= Beginning of Section =

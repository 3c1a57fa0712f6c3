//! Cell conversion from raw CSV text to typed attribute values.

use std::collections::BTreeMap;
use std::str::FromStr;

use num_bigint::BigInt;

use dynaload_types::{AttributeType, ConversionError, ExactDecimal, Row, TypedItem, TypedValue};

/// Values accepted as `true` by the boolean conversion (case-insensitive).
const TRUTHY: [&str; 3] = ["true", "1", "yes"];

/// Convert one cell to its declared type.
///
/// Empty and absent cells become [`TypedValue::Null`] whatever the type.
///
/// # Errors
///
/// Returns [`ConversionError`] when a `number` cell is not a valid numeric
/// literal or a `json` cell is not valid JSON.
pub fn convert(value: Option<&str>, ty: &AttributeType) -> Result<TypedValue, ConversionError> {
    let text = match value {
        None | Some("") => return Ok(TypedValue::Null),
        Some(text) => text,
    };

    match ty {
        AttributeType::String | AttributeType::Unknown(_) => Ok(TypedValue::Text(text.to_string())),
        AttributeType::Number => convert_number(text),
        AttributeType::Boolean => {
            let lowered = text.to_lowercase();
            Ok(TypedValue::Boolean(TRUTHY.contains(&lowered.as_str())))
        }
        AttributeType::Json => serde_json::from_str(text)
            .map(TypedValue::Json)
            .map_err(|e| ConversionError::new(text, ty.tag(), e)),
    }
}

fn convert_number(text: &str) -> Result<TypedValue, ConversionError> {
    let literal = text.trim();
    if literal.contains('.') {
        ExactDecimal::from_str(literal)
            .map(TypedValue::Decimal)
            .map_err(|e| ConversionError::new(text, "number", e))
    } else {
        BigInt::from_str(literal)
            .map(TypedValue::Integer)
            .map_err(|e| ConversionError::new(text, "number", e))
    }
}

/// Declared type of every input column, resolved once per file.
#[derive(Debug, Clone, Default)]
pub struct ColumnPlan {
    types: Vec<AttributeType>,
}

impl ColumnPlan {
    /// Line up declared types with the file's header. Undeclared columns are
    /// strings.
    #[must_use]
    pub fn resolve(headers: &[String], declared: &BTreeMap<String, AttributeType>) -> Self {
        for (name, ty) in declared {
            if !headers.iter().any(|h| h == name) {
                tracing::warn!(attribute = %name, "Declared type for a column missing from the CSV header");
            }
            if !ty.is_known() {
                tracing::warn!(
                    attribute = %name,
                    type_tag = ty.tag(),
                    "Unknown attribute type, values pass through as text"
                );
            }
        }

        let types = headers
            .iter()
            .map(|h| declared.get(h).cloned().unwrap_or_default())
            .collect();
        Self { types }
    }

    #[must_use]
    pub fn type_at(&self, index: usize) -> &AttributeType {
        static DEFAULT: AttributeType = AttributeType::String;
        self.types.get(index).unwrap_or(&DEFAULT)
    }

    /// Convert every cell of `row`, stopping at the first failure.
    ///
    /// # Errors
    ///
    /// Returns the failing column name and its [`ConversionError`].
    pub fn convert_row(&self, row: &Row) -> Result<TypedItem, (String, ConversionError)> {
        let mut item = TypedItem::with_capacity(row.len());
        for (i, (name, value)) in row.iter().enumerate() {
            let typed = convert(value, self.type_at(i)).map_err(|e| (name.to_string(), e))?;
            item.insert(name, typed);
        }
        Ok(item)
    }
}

= End of Section =
= Beginning of Section =

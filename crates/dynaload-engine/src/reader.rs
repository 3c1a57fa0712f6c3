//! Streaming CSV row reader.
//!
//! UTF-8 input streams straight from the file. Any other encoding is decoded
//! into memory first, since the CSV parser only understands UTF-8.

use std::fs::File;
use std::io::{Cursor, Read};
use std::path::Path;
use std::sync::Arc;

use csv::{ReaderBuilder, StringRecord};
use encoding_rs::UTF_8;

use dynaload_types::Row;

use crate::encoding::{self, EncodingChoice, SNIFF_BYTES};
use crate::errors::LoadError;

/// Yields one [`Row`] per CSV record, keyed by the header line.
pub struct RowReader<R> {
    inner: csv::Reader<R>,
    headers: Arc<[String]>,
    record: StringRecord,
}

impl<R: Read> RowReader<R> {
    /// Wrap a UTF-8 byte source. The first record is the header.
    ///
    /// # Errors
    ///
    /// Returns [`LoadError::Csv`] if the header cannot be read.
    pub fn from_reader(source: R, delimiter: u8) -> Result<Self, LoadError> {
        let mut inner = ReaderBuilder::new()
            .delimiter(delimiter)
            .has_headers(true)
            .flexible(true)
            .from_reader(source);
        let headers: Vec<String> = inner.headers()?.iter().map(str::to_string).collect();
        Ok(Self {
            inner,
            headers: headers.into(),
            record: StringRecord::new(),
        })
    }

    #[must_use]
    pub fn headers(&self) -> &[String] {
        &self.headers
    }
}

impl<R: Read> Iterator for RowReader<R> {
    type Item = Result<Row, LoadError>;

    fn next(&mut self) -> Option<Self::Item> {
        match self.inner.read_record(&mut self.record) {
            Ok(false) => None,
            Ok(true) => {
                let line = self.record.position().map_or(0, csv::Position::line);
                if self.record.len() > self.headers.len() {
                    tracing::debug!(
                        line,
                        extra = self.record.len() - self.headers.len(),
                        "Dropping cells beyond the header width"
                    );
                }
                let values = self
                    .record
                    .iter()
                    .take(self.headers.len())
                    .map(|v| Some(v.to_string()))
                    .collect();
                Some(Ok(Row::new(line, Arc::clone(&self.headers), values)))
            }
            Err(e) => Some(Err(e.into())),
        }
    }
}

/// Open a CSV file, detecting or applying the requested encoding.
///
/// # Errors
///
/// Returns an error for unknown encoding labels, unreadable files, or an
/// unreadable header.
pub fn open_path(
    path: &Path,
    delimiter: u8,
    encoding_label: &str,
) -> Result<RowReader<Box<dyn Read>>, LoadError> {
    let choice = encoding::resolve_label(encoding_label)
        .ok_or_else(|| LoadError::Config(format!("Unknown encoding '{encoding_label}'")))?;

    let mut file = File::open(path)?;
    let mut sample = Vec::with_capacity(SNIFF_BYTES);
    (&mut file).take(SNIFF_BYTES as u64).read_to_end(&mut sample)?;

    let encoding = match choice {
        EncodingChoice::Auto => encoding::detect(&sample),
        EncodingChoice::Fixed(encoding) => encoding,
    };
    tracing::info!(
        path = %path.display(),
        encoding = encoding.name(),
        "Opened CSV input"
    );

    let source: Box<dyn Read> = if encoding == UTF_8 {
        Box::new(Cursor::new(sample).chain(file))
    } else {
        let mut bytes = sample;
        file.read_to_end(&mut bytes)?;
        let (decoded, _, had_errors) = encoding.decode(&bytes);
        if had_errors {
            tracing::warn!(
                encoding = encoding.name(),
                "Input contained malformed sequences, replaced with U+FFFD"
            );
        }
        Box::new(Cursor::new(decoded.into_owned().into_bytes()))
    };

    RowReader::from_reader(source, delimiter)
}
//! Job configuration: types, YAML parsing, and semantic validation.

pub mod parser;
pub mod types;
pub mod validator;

= End of Section =

▶ [ABOUT THIS EXERCISE]: Whenever the word "first" appears in a line of the listing, report that line.

▶ [WRITTEN REPLY]:
    /// Convert every cell of `row`, stopping at the first failure.
//! into memory first, since the CSV parser only understands UTF-8.
    /// Wrap a UTF-8 byte source. The first record is the header.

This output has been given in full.